Information below:

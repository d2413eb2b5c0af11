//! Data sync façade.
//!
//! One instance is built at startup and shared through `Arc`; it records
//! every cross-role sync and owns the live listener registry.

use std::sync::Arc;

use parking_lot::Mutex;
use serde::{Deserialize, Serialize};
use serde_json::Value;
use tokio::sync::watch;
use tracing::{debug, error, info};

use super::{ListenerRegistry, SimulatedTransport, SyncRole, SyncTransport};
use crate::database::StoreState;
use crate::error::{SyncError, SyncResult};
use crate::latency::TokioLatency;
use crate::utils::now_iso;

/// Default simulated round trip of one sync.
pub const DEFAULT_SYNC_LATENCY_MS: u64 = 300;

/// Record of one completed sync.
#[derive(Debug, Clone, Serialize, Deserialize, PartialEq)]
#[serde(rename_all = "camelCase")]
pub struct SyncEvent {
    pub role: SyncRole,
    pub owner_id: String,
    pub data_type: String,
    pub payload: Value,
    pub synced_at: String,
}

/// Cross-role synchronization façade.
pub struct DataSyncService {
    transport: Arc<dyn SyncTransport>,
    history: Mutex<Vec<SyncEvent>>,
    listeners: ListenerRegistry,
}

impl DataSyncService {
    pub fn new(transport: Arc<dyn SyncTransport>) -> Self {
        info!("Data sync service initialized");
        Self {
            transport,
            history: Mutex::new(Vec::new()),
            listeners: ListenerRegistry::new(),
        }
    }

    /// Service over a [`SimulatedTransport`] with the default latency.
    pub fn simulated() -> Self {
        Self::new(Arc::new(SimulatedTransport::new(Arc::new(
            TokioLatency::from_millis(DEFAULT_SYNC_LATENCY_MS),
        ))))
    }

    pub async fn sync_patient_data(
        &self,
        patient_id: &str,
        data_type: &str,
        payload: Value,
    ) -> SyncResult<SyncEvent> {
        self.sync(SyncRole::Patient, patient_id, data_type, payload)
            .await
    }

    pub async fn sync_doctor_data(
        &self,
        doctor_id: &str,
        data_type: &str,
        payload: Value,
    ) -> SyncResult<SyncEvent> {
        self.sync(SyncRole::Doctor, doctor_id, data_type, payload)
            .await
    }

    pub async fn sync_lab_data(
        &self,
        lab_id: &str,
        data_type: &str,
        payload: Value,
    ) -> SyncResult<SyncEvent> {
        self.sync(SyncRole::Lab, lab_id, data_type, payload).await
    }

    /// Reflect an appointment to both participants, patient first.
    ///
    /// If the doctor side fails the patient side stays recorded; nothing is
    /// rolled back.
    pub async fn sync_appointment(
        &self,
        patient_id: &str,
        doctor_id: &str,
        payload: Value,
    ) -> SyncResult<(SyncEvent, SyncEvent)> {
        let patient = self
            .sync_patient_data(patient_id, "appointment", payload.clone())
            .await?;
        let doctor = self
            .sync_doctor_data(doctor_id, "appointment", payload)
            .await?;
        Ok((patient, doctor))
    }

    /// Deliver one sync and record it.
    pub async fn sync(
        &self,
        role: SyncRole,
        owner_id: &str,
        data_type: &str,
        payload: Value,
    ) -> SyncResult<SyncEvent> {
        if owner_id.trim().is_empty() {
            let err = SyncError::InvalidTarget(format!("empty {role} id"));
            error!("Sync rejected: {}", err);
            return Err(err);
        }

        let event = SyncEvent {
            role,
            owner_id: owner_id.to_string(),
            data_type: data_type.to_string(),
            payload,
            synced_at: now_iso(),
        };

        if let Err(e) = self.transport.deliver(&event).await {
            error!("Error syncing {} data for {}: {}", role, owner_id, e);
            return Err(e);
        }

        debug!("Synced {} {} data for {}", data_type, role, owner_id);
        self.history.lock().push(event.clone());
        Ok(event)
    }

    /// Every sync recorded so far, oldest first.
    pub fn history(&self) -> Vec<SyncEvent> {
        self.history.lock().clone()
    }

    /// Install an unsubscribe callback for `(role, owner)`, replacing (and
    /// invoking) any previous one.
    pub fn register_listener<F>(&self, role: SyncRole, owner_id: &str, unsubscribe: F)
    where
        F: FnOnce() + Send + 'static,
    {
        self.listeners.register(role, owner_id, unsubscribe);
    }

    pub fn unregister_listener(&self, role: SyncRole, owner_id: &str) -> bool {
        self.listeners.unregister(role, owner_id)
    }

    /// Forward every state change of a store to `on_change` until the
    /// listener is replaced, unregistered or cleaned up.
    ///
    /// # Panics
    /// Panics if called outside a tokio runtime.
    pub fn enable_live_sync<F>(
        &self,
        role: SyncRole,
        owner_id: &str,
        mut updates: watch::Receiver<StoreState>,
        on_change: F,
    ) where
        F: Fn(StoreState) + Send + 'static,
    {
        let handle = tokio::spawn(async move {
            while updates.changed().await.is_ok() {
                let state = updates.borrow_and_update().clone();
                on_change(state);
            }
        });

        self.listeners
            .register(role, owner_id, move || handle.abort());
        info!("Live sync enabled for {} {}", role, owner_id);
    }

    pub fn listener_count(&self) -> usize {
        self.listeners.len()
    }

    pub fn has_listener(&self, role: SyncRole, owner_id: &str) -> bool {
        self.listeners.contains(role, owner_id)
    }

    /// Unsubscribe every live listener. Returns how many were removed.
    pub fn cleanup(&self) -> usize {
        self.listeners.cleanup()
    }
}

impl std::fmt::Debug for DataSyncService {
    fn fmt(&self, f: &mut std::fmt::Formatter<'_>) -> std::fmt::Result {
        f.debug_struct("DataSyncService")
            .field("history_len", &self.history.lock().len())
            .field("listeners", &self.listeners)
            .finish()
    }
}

End of Information.

Wherever the string "Panics" appears in a line of the records above, copy that line.

    /// # Panics
    /// Panics if called outside a tokio runtime.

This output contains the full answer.